This is what healthy quitting looks like.



Quitting was not allowed in my household, but we also weren't really taught emotional intellectual health either. Germans don't talk about that stuff - they put their head down and push through. It's helped me be an incredibly resilient individual, but it also has caused me to get into situations where I had to learn, by listening to my body and mind, when it might be time to quit.

The first would be through marriage. The second would be when I quit my hair cutting training, and the third would be giving up my beloved job as the Social Media Maven for KEVIN.MURPHY.
These were all incredibly big deals and I did not take them lightly. Healthy quitting is different from a quit and run sort of scenario, which is partly why I don't even like using the word quitting. The word itself has such negative connotations.
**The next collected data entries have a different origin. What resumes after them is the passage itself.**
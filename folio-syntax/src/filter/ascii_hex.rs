use crate::trivia::is_white_space_character;

/// Decode ASCII hex data. The closing `>` is optional and an odd number of digits is
/// padded with a zero.
pub(crate) fn decode(data: &[u8]) -> Option<Vec<u8>> {
    let mut decoded = Vec::with_capacity(data.len() / 2 + 1);
    let mut high = None;

    for b in data.iter().copied() {
        if is_white_space_character(b) {
            continue;
        }

        if b == b'>' {
            break;
        }

        let nibble = val(b)?;

        match high.take() {
            Some(h) => decoded.push(h << 4 | nibble),
            None => high = Some(nibble),
        }
    }

    if let Some(h) = high {
        decoded.push(h << 4);
    }

    Some(decoded)
}

fn val(c: u8) -> Option<u8> {
    match c {
        b'A'..=b'F' => Some(c - b'A' + 10),
        b'a'..=b'f' => Some(c - b'a' + 10),
        b'0'..=b'9' => Some(c - b'0'),
        _ => None,
    }
}

#[cfg(test)]
mod tests {
    use super::decode;

    #[test]
    fn decode_simple() {
        assert_eq!(decode(b"AF3E2901>").unwrap(), vec![0xaf, 0x3e, 0x29, 0x01]);
    }

    #[test]
    fn decode_whitespaces() {
        assert_eq!(decode(b"AF3   E2 \n  901>").unwrap(), vec![0xaf, 0x3e, 0x29, 0x01]);
    }

    #[test]
    fn decode_without_gt() {
        assert_eq!(decode(b"AF3E2901").unwrap(), vec![0xaf, 0x3e, 0x29, 0x01]);
    }

    #[test]
    fn decode_with_padding() {
        assert_eq!(decode(b"AF3E291>").unwrap(), vec![0xaf, 0x3e, 0x29, 0x10]);
    }

    #[test]
    fn invalid_digit() {
        assert!(decode(b"AG>").is_none());
    }
}
//! Names.

use std::borrow::{Borrow, Cow};
use std::fmt::{Debug, Display, Formatter};
use std::ops::Deref;

/// A PDF name, with `#xx` escape sequences already decoded.
#[derive(Clone, PartialEq, Eq, PartialOrd, Ord, Hash, Default)]
pub struct Name(Vec<u8>);

impl Name {
    /// Create a name from already decoded bytes.
    pub fn new(data: impl Into<Vec<u8>>) -> Self {
        Self(data.into())
    }

    /// Create a name from the raw bytes of a name token, decoding `#xx` escapes.
    ///
    /// An invalid escape sequence is kept verbatim.
    pub fn from_raw(raw: &[u8]) -> Self {
        if !raw.contains(&b'#') {
            return Self(raw.to_vec());
        }

        let mut decoded = Vec::with_capacity(raw.len());
        let mut i = 0;

        while i < raw.len() {
            if raw[i] == b'#' {
                let escape = raw.get(i + 1..i + 3).and_then(|h| Some((hex(h[0])?, hex(h[1])?)));

                if let Some((hi, lo)) = escape {
                    decoded.push(hi << 4 | lo);
                    i += 3;
                    continue;
                }
            }

            decoded.push(raw[i]);
            i += 1;
        }

        Self(decoded)
    }

    /// Return the bytes of the name.
    pub fn as_bytes(&self) -> &[u8] {
        &self.0
    }

    /// Return the name as a string, replacing invalid UTF-8 sequences.
    pub fn as_str(&self) -> Cow<'_, str> {
        String::from_utf8_lossy(&self.0)
    }
}

fn hex(c: u8) -> Option<u8> {
    match c {
        b'A'..=b'F' => Some(c - b'A' + 10),
        b'a'..=b'f' => Some(c - b'a' + 10),
        b'0'..=b'9' => Some(c - b'0'),
        _ => None,
    }
}

impl Deref for Name {
    type Target = [u8];

    fn deref(&self) -> &Self::Target {
        &self.0
    }
}

impl Borrow<[u8]> for Name {
    fn borrow(&self) -> &[u8] {
        &self.0
    }
}

impl From<&[u8]> for Name {
    fn from(value: &[u8]) -> Self {
        Self::new(value)
    }
}

impl From<&str> for Name {
    fn from(value: &str) -> Self {
        Self::new(value.as_bytes())
    }
}

impl Debug for Name {
    fn fmt(&self, f: &mut Formatter<'_>) -> std::fmt::Result {
        write!(f, "/{}", self.as_str())
    }
}

impl Display for Name {
    fn fmt(&self, f: &mut Formatter<'_>) -> std::fmt::Result {
        write!(f, "{}", self.as_str())
    }
}
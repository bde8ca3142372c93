//! A byte reader.

use crate::trivia::{is_eol_character, is_white_space_character};
use std::ops::Range;

/// A reader for reading bytes of a PDF file.
#[derive(Clone, Debug)]
pub struct Reader<'a> {
    data: &'a [u8],
    offset: usize,
}

impl<'a> Reader<'a> {
    /// Create a new reader.
    #[inline]
    pub fn new(data: &'a [u8]) -> Self {
        Self { data, offset: 0 }
    }

    /// Create a new reader at the given offset.
    #[inline]
    pub fn new_at(data: &'a [u8], offset: usize) -> Self {
        Self { data, offset }
    }

    /// Returns `true` if the reader has reached the end of the data.
    #[inline]
    pub fn at_end(&self) -> bool {
        self.offset >= self.data.len()
    }

    /// Moves the reader to the specified offset.
    #[inline]
    pub fn jump(&mut self, offset: usize) {
        self.offset = offset;
    }

    /// Returns the underlying data.
    #[inline]
    pub fn data(&self) -> &'a [u8] {
        self.data
    }

    /// Returns the remaining data from the current offset to the end.
    #[inline]
    pub fn tail(&self) -> Option<&'a [u8]> {
        self.data.get(self.offset..)
    }

    /// Returns a slice of the data for the specified range.
    #[inline]
    pub fn range(&self, range: Range<usize>) -> Option<&'a [u8]> {
        self.data.get(range)
    }

    /// Returns the current offset of the reader.
    #[inline]
    pub fn offset(&self) -> usize {
        self.offset
    }

    /// Reads the specified number of bytes and advances the offset.
    #[inline]
    pub fn read_bytes(&mut self, len: usize) -> Option<&'a [u8]> {
        let v = self.peek_bytes(len)?;
        self.offset += len;

        Some(v)
    }

    /// Reads a single byte and advances the offset.
    #[inline]
    pub fn read_byte(&mut self) -> Option<u8> {
        let v = self.peek_byte()?;
        self.offset += 1;

        Some(v)
    }

    /// Peeks the specified number of bytes.
    #[inline]
    pub fn peek_bytes(&self, len: usize) -> Option<&'a [u8]> {
        self.data.get(self.offset..self.offset.checked_add(len)?)
    }

    /// Peeks a single byte.
    #[inline]
    pub fn peek_byte(&self) -> Option<u8> {
        self.data.get(self.offset).copied()
    }

    /// Eat the next byte if it satisfies the condition.
    #[inline]
    pub fn eat(&mut self, f: impl Fn(u8) -> bool) -> Option<u8> {
        let val = self.peek_byte()?;
        if f(val) {
            self.forward();
            Some(val)
        } else {
            None
        }
    }

    /// Advances the offset by one byte.
    #[inline]
    pub fn forward(&mut self) {
        self.offset += 1;
    }

    /// Advances the offset while bytes satisfy the predicate, at least one time.
    #[inline]
    pub fn forward_while_1(&mut self, f: impl Fn(u8) -> bool) -> Option<()> {
        self.eat(&f)?;
        self.forward_while(f);
        Some(())
    }

    /// Advances the offset while the given byte satisfies the predicate.
    #[inline]
    pub fn forward_while(&mut self, f: impl Fn(u8) -> bool) {
        while let Some(b) = self.peek_byte() {
            if f(b) {
                self.forward();
            } else {
                break;
            }
        }
    }

    /// Advances the offset if the next bytes match the specified tag.
    #[inline]
    pub fn forward_tag(&mut self, tag: &[u8]) -> Option<()> {
        self.peek_tag(tag)?;
        self.offset += tag.len();

        Some(())
    }

    /// Checks if the next bytes match the specified tag.
    #[inline]
    pub fn peek_tag(&self, tag: &[u8]) -> Option<()> {
        (self.peek_bytes(tag.len())? == tag).then_some(())
    }

    /// Skip white spaces and comments.
    pub fn skip_white_spaces_and_comments(&mut self) {
        loop {
            self.skip_white_spaces();

            if self.peek_byte() == Some(b'%') {
                self.forward_while(|b| !is_eol_character(b));
            } else {
                return;
            }
        }
    }

    /// Skip white spaces, including end-of-line markers.
    #[inline]
    pub fn skip_white_spaces(&mut self) {
        self.forward_while(is_white_space_character);
    }

    /// Skip a single end-of-line marker (`\r\n`, `\n` or `\r`).
    #[inline]
    pub fn skip_eol(&mut self) -> Option<()> {
        match self.peek_byte()? {
            b'\r' => {
                self.forward();
                if self.peek_byte() == Some(b'\n') {
                    self.forward();
                }
                Some(())
            }
            b'\n' => {
                self.forward();
                Some(())
            }
            _ => None,
        }
    }

    /// Read an unsigned decimal integer without a sign.
    pub fn read_unsigned(&mut self) -> Option<u64> {
        let start = self.offset;
        self.forward_while_1(|b| b.is_ascii_digit())?;
        let digits = self.range(start..self.offset)?;

        digits.iter().try_fold(0_u64, |acc, d| {
            acc.checked_mul(10)?.checked_add(u64::from(d - b'0'))
        })
    }

    /// Read a big-endian unsigned integer stored in `len` bytes (at most 8).
    pub fn read_be_uint(&mut self, len: usize) -> Option<u64> {
        if len > 8 {
            return None;
        }

        let bytes = self.read_bytes(len)?;
        Some(bytes.iter().fold(0, |acc, b| (acc << 8) | u64::from(*b)))
    }
}

#[cfg(test)]
mod tests {
    use super::Reader;

    #[test]
    fn comments_are_skipped() {
        let mut r = Reader::new(b"  % a comment\r\n%another\n  12");
        r.skip_white_spaces_and_comments();
        assert_eq!(r.read_unsigned(), Some(12));
        assert!(r.at_end());
    }

    #[test]
    fn unsigned_overflow() {
        let mut r = Reader::new(b"99999999999999999999999");
        assert_eq!(r.read_unsigned(), None);
    }

    #[test]
    fn big_endian_widths() {
        let mut r = Reader::new(&[0x01, 0x02, 0x03, 0xff]);
        assert_eq!(r.read_be_uint(3), Some(0x010203));
        assert_eq!(r.read_be_uint(0), Some(0));
        assert_eq!(r.read_be_uint(2), None);
    }

    #[test]
    fn eol_variants() {
        let mut r = Reader::new(b"\r\nx");
        r.skip_eol();
        assert_eq!(r.peek_byte(), Some(b'x'));

        let mut r = Reader::new(b"\rx");
        r.skip_eol();
        assert_eq!(r.peek_byte(), Some(b'x'));
    }
}
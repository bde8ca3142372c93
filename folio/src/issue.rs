//! Issues found in a document.

use serde::Serialize;
use std::fmt::{Display, Formatter};

/// The rule id under which problems found while parsing are reported.
pub const STRUCTURE_RECOVERY: &str = "structure.recovery";

/// How severe an issue is.
#[derive(Debug, Copy, Clone, PartialEq, Eq, PartialOrd, Ord, Hash, Serialize)]
#[serde(rename_all = "lowercase")]
pub enum Severity {
    /// The document violates the schema.
    Error,
    /// The document is questionable, but not invalid.
    Warning,
    /// Purely informational.
    Info,
}

impl Severity {
    /// The lowercase name of the severity.
    pub fn as_str(&self) -> &'static str {
        match self {
            Self::Error => "error",
            Self::Warning => "warning",
            Self::Info => "info",
        }
    }
}

impl Display for Severity {
    fn fmt(&self, f: &mut Formatter<'_>) -> std::fmt::Result {
        f.write_str(self.as_str())
    }
}

/// A single problem found in a document.
#[derive(Debug, Clone, PartialEq, Eq, Serialize)]
pub struct Issue {
    /// The id of the rule that reported the issue.
    pub rule_id: String,
    /// How severe the issue is.
    pub severity: Severity,
    /// A human-readable description.
    pub message: String,
    /// The number of the object the issue is about, if it is about a specific object.
    pub object_number: Option<u32>,
}

impl Issue {
    /// Create a new issue.
    pub fn new(
        rule_id: impl Into<String>,
        severity: Severity,
        message: impl Into<String>,
        object_number: Option<u32>,
    ) -> Self {
        Self {
            rule_id: rule_id.into(),
            severity,
            message: message.into(),
            object_number,
        }
    }

    pub(crate) fn structure(
        severity: Severity,
        message: impl Into<String>,
        object_number: Option<u32>,
    ) -> Self {
        Self::new(STRUCTURE_RECOVERY, severity, message, object_number)
    }

    /// Whether the issue has [`Severity::Error`].
    pub fn is_error(&self) -> bool {
        self.severity == Severity::Error
    }
}

impl Display for Issue {
    fn fmt(&self, f: &mut Formatter<'_>) -> std::fmt::Result {
        write!(f, "[{}] {}: {}", self.severity, self.rule_id, self.message)?;

        if let Some(num) = self.object_number {
            write!(f, " (object {num})")?;
        }

        Ok(())
    }
}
Conscious uncoupling perhaps? 

How I prefer to view it is

"Making a decision, that is right for your well-being and goal alignment, to direct energy away from what is currently not working and instead focus it towards what will."

Doesn't that sound much better? But much more than sounding better, it feels better. 

I didn't start listening to my body until I was forced to slow down enough so that I could do so. I didn't know the immense anxiety I had until I was left with nothing but myself to deal with because everyone and everything had left me. 

The universe does tend to give you what you ask for, and rarely does it come packaged the way you envision. Sometimes everything falls apart so better things can come together - and they have.

Quitting my cutting training allowed me to refocus my energy on the salon I owned at the time and within three months we won an award. Soon after quitting my KEVIN.MURPHY job I was able to have the adequate time to deal with the mess my life had become, which I didn't want to admit was actually more important to sort out than working what I thought at the time was my dream job. 

Most recently I quit working behind the chair doing hair.  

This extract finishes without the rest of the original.